%%

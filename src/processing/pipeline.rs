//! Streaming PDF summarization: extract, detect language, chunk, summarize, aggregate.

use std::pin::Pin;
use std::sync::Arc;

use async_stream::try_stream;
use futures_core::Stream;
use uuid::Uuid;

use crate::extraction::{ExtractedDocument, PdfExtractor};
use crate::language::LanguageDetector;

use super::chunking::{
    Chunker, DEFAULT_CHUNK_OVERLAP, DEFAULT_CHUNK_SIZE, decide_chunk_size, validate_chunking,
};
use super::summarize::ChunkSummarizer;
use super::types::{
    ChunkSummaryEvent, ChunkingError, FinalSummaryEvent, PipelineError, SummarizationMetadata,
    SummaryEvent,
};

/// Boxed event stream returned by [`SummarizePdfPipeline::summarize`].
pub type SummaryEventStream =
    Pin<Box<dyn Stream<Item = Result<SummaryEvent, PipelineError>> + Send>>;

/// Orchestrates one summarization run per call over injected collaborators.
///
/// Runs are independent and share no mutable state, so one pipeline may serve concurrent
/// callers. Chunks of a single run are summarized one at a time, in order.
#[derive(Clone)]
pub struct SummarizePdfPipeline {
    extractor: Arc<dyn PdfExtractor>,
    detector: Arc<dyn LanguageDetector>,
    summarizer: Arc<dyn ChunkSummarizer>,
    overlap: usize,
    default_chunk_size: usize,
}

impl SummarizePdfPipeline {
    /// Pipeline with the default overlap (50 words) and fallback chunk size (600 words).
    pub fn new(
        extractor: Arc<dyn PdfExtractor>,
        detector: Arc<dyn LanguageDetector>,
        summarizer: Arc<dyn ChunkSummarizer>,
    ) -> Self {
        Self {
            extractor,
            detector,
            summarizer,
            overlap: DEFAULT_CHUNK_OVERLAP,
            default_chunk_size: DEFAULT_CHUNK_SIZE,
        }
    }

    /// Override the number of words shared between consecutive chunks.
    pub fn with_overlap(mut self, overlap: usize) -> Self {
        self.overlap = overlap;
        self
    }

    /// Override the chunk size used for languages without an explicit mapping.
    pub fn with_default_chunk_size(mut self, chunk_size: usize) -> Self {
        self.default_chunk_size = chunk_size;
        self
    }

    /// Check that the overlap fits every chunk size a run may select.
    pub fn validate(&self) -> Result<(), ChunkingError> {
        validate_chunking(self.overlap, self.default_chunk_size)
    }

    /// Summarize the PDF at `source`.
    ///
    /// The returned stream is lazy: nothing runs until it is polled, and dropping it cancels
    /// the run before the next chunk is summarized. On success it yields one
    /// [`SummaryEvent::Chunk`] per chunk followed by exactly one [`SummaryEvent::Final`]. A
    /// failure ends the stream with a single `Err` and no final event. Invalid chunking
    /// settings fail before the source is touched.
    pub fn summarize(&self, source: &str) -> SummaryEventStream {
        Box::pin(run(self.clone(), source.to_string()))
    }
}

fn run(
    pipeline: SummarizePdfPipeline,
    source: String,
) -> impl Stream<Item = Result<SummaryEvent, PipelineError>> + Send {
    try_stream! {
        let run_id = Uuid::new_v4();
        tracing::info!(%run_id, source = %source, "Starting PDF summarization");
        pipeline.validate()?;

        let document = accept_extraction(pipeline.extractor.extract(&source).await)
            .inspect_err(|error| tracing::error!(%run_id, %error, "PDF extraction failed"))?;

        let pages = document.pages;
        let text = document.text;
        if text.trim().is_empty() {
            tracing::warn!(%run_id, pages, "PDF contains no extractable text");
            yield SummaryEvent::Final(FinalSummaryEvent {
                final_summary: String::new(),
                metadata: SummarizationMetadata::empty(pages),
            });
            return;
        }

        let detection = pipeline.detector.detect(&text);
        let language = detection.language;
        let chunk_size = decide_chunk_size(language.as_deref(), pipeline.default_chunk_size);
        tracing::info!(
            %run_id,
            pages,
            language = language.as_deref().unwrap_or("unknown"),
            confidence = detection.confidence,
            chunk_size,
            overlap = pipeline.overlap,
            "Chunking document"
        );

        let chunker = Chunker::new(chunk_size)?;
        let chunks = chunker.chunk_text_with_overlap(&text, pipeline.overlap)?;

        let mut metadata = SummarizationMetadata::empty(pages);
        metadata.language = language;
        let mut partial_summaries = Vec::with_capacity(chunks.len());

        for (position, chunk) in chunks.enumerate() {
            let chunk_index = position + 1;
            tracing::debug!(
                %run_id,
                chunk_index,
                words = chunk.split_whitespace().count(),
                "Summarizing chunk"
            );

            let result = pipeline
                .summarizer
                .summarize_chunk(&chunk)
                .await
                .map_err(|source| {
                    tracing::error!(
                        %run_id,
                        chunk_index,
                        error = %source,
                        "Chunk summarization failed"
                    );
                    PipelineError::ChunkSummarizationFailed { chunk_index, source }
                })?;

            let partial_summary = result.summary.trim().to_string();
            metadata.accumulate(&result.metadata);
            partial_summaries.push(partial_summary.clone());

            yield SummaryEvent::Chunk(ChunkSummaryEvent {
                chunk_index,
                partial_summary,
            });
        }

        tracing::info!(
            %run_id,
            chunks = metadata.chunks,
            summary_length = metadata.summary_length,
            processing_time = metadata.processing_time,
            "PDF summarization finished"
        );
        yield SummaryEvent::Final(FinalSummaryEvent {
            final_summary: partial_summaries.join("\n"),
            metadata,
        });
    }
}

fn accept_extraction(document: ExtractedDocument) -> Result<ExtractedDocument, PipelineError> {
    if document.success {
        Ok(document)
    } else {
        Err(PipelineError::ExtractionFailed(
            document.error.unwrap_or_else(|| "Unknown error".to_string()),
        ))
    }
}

%%

* Description of the task: A single number is expected: the count of lines in the preceding entries that contain "text".

* Exercise output: 5